Jules Verne

Aucun être vivant ne se montrait sur la crête de la muraille, et, des sentinelles qui autrefois s'y dressaient de distance en distance, comme autant de poteaux humains, il n'y avait plus la moindre trace. Le pont-levis était relevé, laissant devant la porte un gouffre large de cinq à six mètres.

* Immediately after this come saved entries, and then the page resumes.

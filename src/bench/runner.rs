//! Benchmark harness: generate inputs, time sorts, write one CSV per series.
//!
//! Each case repeats (fresh input, timed sort) until the accumulated sort time
//! reaches `max_time` or `max_iterations` runs were made. Input generation is
//! not timed. The reported `Y` is the mean wall time per sort in nanoseconds.

use std::collections::BTreeMap;
use std::path::{Path, PathBuf};
use std::time::{Duration, Instant};

use rand::rngs::StdRng;
use rand::{Rng, SeedableRng};
use tracing::{debug, info};

use super::sorts::SortAlgorithm;
use crate::error::{AppError, FitError};

/// Representative sizes shared by every case.
const STRIDES: [usize; 18] = [
    100, 200, 300, 1_000, 2_000, 3_000, 5_000, 10_000, 11_000, 12_000, 13_000, 15_000, 20_000, 21_000,
    25_000, 30_000, 31_000, 32_000,
];
const STRIDES_LONG: [usize; 6] = [50_000, 60_000, 70_000, 80_000, 90_000, 100_000];

/// How the unsorted input of a case is produced.
#[derive(Debug, Clone, Copy, PartialEq, Eq)]
pub enum InputKind {
    /// Uniform values in `[0, value_max)`.
    Random,
    /// Sorted random values with `len * shuffle_ratio` random swaps.
    AlmostSorted,
}

/// One output series: an algorithm, an input kind and the sizes to time.
#[derive(Debug, Clone)]
pub struct BenchCase {
    pub series: String,
    pub algorithm: SortAlgorithm,
    pub input: InputKind,
    pub sizes: Vec<usize>,
}

#[derive(Debug, Clone)]
pub struct BenchConfig {
    pub out_dir: PathBuf,
    pub algorithms: Vec<SortAlgorithm>,
    /// Also run the almost-sorted cases of the quadratic sorts.
    pub almost_sorted: bool,
    pub value_max: i32,
    pub shuffle_ratio: f64,
    pub max_time: Duration,
    pub max_iterations: usize,
    /// Skip sizes above this bound.
    pub max_size: Option<usize>,
    pub seed: u64,
}

impl Default for BenchConfig {
    fn default() -> Self {
        Self {
            out_dir: PathBuf::from(crate::domain::DEFAULT_INPUT_DIR),
            algorithms: SortAlgorithm::ALL.to_vec(),
            almost_sorted: true,
            value_max: 10_000,
            shuffle_ratio: 0.3,
            max_time: Duration::from_millis(500),
            max_iterations: 50_000,
            max_size: None,
            seed: 42,
        }
    }
}

/// Timing of one (case, size) pair.
#[derive(Debug, Clone, Copy)]
pub struct Measurement {
    pub size: usize,
    pub iterations: usize,
    pub total: Duration,
    pub mean_ns: f64,
}

#[derive(Debug, Clone)]
pub struct BenchReport {
    pub files: Vec<PathBuf>,
    pub measurements: usize,
}

/// The standard case list for the selected algorithms.
///
/// The `n log n` sorts get the long size ranges; the quadratic ones stop at
/// the short strides (plus tiny sizes for insertion sort, where it shines).
pub fn standard_cases(algorithms: &[SortAlgorithm], almost_sorted: bool, max_size: Option<usize>) -> Vec<BenchCase> {
    let wide: Vec<usize> = (100_000..300_000).step_by(5_000).collect();
    let tiny: Vec<usize> = (2..100).collect();

    let mut cases = Vec::new();
    for &algorithm in algorithms {
        let name = algorithm.series_name();
        let (random, almost): (Vec<&[usize]>, Option<Vec<&[usize]>>) = match algorithm {
            SortAlgorithm::Std | SortAlgorithm::Quick => {
                (vec![&STRIDES[..], &STRIDES_LONG[..], &wide[..], &tiny[..]], None)
            }
            SortAlgorithm::BetterQuick => (vec![&STRIDES[..], &wide[..]], None),
            SortAlgorithm::Bubble | SortAlgorithm::Selection => (vec![&STRIDES[..]], Some(vec![&STRIDES[..]])),
            SortAlgorithm::Insertion => (
                vec![&STRIDES[..], &STRIDES_LONG[..], &tiny[..]],
                Some(vec![&STRIDES[..], &STRIDES_LONG[..]]),
            ),
        };

        cases.push(BenchCase {
            series: name.to_string(),
            algorithm,
            input: InputKind::Random,
            sizes: size_plan(&random, max_size),
        });
        if let (true, Some(almost)) = (almost_sorted, almost) {
            cases.push(BenchCase {
                series: format!("{name} Almost Sorted"),
                algorithm,
                input: InputKind::AlmostSorted,
                sizes: size_plan(&almost, max_size),
            });
        }
    }
    cases.retain(|c| !c.sizes.is_empty());
    cases
}

fn size_plan(groups: &[&[usize]], max_size: Option<usize>) -> Vec<usize> {
    let mut sizes: Vec<usize> = groups
        .iter()
        .flat_map(|g| g.iter().copied())
        .filter(|&s| max_size.is_none_or(|m| s <= m))
        .collect();
    sizes.sort_unstable();
    sizes.dedup();
    sizes
}

/// Build one input vector.
pub fn generate_input(rng: &mut StdRng, size: usize, kind: InputKind, value_max: i32, shuffle_ratio: f64) -> Vec<i32> {
    let mut data: Vec<i32> = (0..size).map(|_| rng.gen_range(0..value_max)).collect();
    if kind == InputKind::AlmostSorted {
        data.sort_unstable();
        if size > 0 {
            let swaps = (size as f64 * shuffle_ratio) as usize;
            for _ in 0..swaps {
                let a = rng.gen_range(0..size);
                let b = rng.gen_range(0..size);
                data.swap(a, b);
            }
        }
    }
    data
}

/// Sanity check every algorithm against `sort_unstable` before timing anything.
pub fn verify_algorithms(algorithms: &[SortAlgorithm], rng: &mut StdRng) -> Result<(), AppError> {
    let data: Vec<i32> = (0..1_000).map(|_| rng.gen_range(0..1_000)).collect();
    let mut expected = data.clone();
    expected.sort_unstable();

    for &algorithm in algorithms {
        let mut v = data.clone();
        algorithm.sort(&mut v);
        if v != expected {
            return Err(AppError::new(
                4,
                format!("{} sort produced unsorted output.", algorithm.series_name()),
            ));
        }
    }
    debug!(algorithms = algorithms.len(), "sort verification passed");
    Ok(())
}

/// Time one case at one size.
pub fn measure(algorithm: SortAlgorithm, size: usize, kind: InputKind, config: &BenchConfig, rng: &mut StdRng) -> Measurement {
    let mut total = Duration::ZERO;
    let mut iterations = 0usize;
    loop {
        let mut data = generate_input(rng, size, kind, config.value_max, config.shuffle_ratio);
        let start = Instant::now();
        algorithm.sort(&mut data);
        total += start.elapsed();
        std::hint::black_box(&data);
        iterations += 1;

        if total >= config.max_time || iterations >= config.max_iterations {
            break;
        }
    }

    Measurement {
        size,
        iterations,
        total,
        mean_ns: total.as_nanos() as f64 / iterations as f64,
    }
}

/// Run every standard case and write `<out_dir>/<series>.csv`.
pub fn run_benchmarks(config: &BenchConfig) -> Result<BenchReport, AppError> {
    if config.value_max <= 0 {
        return Err(FitError::malformed("value_max must be > 0.").into());
    }
    if !(config.shuffle_ratio.is_finite() && config.shuffle_ratio >= 0.0) {
        return Err(FitError::malformed("shuffle_ratio must be >= 0.").into());
    }

    let mut rng = StdRng::seed_from_u64(config.seed);
    verify_algorithms(&config.algorithms, &mut rng)?;

    std::fs::create_dir_all(&config.out_dir).map_err(|e| {
        FitError::io(format!(
            "Failed to create output directory '{}': {e}",
            config.out_dir.display()
        ))
    })?;

    let mut registry: BTreeMap<String, Vec<(usize, f64)>> = BTreeMap::new();
    let mut measurements = 0;
    for case in standard_cases(&config.algorithms, config.almost_sorted, config.max_size) {
        for &size in &case.sizes {
            let m = measure(case.algorithm, size, case.input, config, &mut rng);
            info!(
                series = %case.series,
                size = m.size,
                iterations = m.iterations,
                total_ms = m.total.as_secs_f64() * 1e3,
                mean_ns = m.mean_ns,
                "benchmark case"
            );
            registry.entry(case.series.clone()).or_default().push((size, m.mean_ns));
            measurements += 1;
        }
    }

    let mut files = Vec::with_capacity(registry.len());
    for (series, mut rows) in registry {
        let path = config.out_dir.join(format!("{series}.csv"));
        rows.sort_by_key(|&(x, _)| x);
        write_series_csv(&path, &rows)?;
        files.push(path);
    }

    Ok(BenchReport { files, measurements })
}

/// Write an `X,Y` CSV in the loader's input format.
pub fn write_series_csv(path: &Path, rows: &[(usize, f64)]) -> Result<(), FitError> {
    let mut writer = csv::Writer::from_path(path)
        .map_err(|e| FitError::io(format!("Failed to create '{}': {e}", path.display())))?;
    writer
        .write_record(["X", "Y"])
        .map_err(|e| FitError::io(format!("Failed to write '{}': {e}", path.display())))?;
    for (x, y) in rows {
        writer
            .write_record([x.to_string(), y.to_string()])
            .map_err(|e| FitError::io(format!("Failed to write '{}': {e}", path.display())))?;
    }
    writer
        .flush()
        .map_err(|e| FitError::io(format!("Failed to flush '{}': {e}", path.display())))?;
    Ok(())
}

#[cfg(test)]
mod tests {
    use super::*;
    use crate::io::read_series_file;
    use tempfile::tempdir;

    #[test]
    fn case_plan_follows_growth_class() {
        let cases = standard_cases(&SortAlgorithm::ALL, true, None);
        let names: Vec<&str> = cases.iter().map(|c| c.series.as_str()).collect();
        assert_eq!(
            names,
            vec![
                "Std",
                "Quick",
                "Better Quick",
                "Bubble",
                "Bubble Almost Sorted",
                "Selection",
                "Selection Almost Sorted",
                "Insertion",
                "Insertion Almost Sorted",
            ]
        );

        let std = &cases[0];
        assert_eq!(std.sizes.first(), Some(&2));
        assert_eq!(std.sizes.last(), Some(&295_000));
        // 100_000 appears in two groups but only once in the plan.
        assert_eq!(std.sizes.iter().filter(|&&s| s == 100_000).count(), 1);

        let bubble = &cases[3];
        assert_eq!(bubble.sizes, STRIDES.to_vec());
    }

    #[test]
    fn max_size_trims_and_drops_empty_cases() {
        let cases = standard_cases(&[SortAlgorithm::BetterQuick, SortAlgorithm::Insertion], false, Some(50));
        assert_eq!(cases.len(), 1);
        assert_eq!(cases[0].series, "Insertion");
        assert_eq!(cases[0].sizes, (2..=50).collect::<Vec<_>>());
    }

    #[test]
    fn almost_sorted_input_is_a_permutation_of_sorted_values() {
        let mut rng = StdRng::seed_from_u64(1);
        let data = generate_input(&mut rng, 200, InputKind::AlmostSorted, 50, 0.3);
        assert_eq!(data.len(), 200);
        assert!(data.iter().all(|&v| (0..50).contains(&v)));

        let mut rng = StdRng::seed_from_u64(1);
        let none = generate_input(&mut rng, 200, InputKind::AlmostSorted, 50, 0.0);
        assert!(none.windows(2).all(|w| w[0] <= w[1]));
    }

    #[test]
    fn measure_runs_at_least_once() {
        let config = BenchConfig {
            max_time: Duration::ZERO,
            ..BenchConfig::default()
        };
        let mut rng = StdRng::seed_from_u64(3);
        let m = measure(SortAlgorithm::Std, 10, InputKind::Random, &config, &mut rng);
        assert_eq!(m.iterations, 1);
        assert!(m.mean_ns >= 0.0);
    }

    #[test]
    fn writes_loader_compatible_csvs() {
        let dir = tempdir().unwrap();
        let config = BenchConfig {
            out_dir: dir.path().to_path_buf(),
            algorithms: vec![SortAlgorithm::Insertion, SortAlgorithm::Std],
            max_time: Duration::from_millis(1),
            max_iterations: 2,
            max_size: Some(300),
            ..BenchConfig::default()
        };

        let report = run_benchmarks(&config).unwrap();
        let names: Vec<String> = report
            .files
            .iter()
            .map(|p| p.file_name().unwrap().to_string_lossy().into_owned())
            .collect();
        assert_eq!(names, vec!["Insertion.csv", "Insertion Almost Sorted.csv", "Std.csv"]);
        assert_eq!(report.measurements, 3 + 101 + 101);

        let samples = read_series_file(&dir.path().join("Std.csv"), "X", "Y").unwrap();
        assert_eq!(samples.len(), 101);
        assert_eq!(samples[0].x, 2.0);
        assert_eq!(samples[100].x, 300.0);
        assert!(samples.windows(2).all(|w| w[0].x < w[1].x));
    }
}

Il fallut plus d'une heure pour réussir à amarrer un bout de câble, en le lançant à tour de bras à l'une des poutrelles. Après bien des peines pourtant, Marcel y parvint, et Octave, se suspendant à la corde, put se hisser à la force des poignets jusqu'au toit de la porte. Marcel lui fit alors passer une à une les armes et munitions ; puis, il prit à son tour le même chemin.

Il ne resta plus alors qu'à ramener le câble de l'autre côté de la muraille, à faire descendre tous les _impedimenta_ comme on les avait hissés, et, enfin, à se laisser glisser en bas.

Les deux jeunes gens se trouvèrent alors sur le chemin de ronde que Marcel se rappelait avoir suivi le premier jour de son entrée à Stahlstadt. Partout la solitude et le silence le plus complet. Devant eux s'élevait, noire et muette, la masse imposante des bâtiments, qui, de leurs mille fenêtres vitrées, semblaient regarder ces intrus comme pour leur dire :

<< Allez-vous-en !... Vous n'avez que faire de vouloir pénétrer nos secrets ! >>

Marcel et Octave tinrent conseil.

<< Le mieux est d'attaquer la porte O, que je connais >>, dit Marcel.

Ils se dirigèrent vers l'ouest et arrivèrent bientôt devant l'arche monumentale qui portait à son front la lettre O. Les deux battants massifs de chêne, à gros clous d'acier, étaient fermés. Marcel s'en approcha, heurta à plusieurs reprises avec un pavé qu'il ramassa sur la chaussée.

L'écho seul lui répondit.

<< Allons ! à l'ouvrage ! >> cria-t-il à Octave.

Il fallut recommencer le pénible travail du lancement de l'amarre par- dessus la porte, afin de rencontrer un obstacle où elle pût s'accrocher solidement. Ce fut difficile. Mais, enfin, Marcel et Octave réussirent à franchir la muraille, et se trouvèrent dans l'axe du secteur O.

<< Bon ! s'écria Octave, à quoi bon tant de peines ? Nous voilà bien avancés ! Quand nous avons franchi un mur, nous en trouvons un autre devant nous !

-- Silence dans les rangs ! répondit Marcel... Voilà justement mon ancien atelier. Je ne serai pas fâché de le revoir et d'y prendre certains outils dont nous aurons certainement besoin, sans oublier quelques sachets de dynamite. >>

C'était la grande halle de coulée où le jeune Alsacien avait été admis lors de son arrivée à l'usine. Qu'elle était lugubre, maintenant, avec ses fourneaux éteints, ses rails rouillés, ses grues poussiéreuses qui levaient en l'air leurs grands bras éplorés comme autant de potences ! Tout cela donnait froid au coeur, et Marcel sentait la nécessité d'une diversion.

<< Voici un atelier qui t'intéressera davantage >>, dit-il à Octave en le précédant sur le chemin de la cantine.

Octave fit un signe d'acquiescement, qui devint un signe de satisfaction, lorsqu'il aperçut, rangés en bataille sur une tablette de bois, un régiment de flacons rouges, jaunes et verts. Quelques boîtes de conserve montraient aussi leurs étuis de fer-blanc, poinçonnés aux meilleures marques. Il y avait là de quoi faire un déjeuner dont le besoin, d'ailleurs, se faisait sentir. Le couvert fut donc mis sur le comptoir d'étain, et les deux jeunes gens reprirent des forces pour continuer leur expédition.

Marcel, tout en mangeant, songeait à ce qu'il avait à faire. Escalader la muraille du Bloc central, il n'y avait pas à y songer. Cette muraille était prodigieusement haute, isolée de tous les autres bâtiments, sans une saillie à laquelle on pût accrocher une corde. Pour en trouver la porte -- porte probablement unique --, il aurait fallu parcourir tous les secteurs, et ce n'était pas une opération facile. Restait l'emploi de la dynamite, toujours bien chanceux, car il paraissait impossible que Herr Schultze eût disparu sans semer d'embûches le terrain qu'il abandonnait, sans opposer des contre-mines aux mines que ceux qui voudraient s'emparer de Stahlstadt ne manqueraient pas d'établir.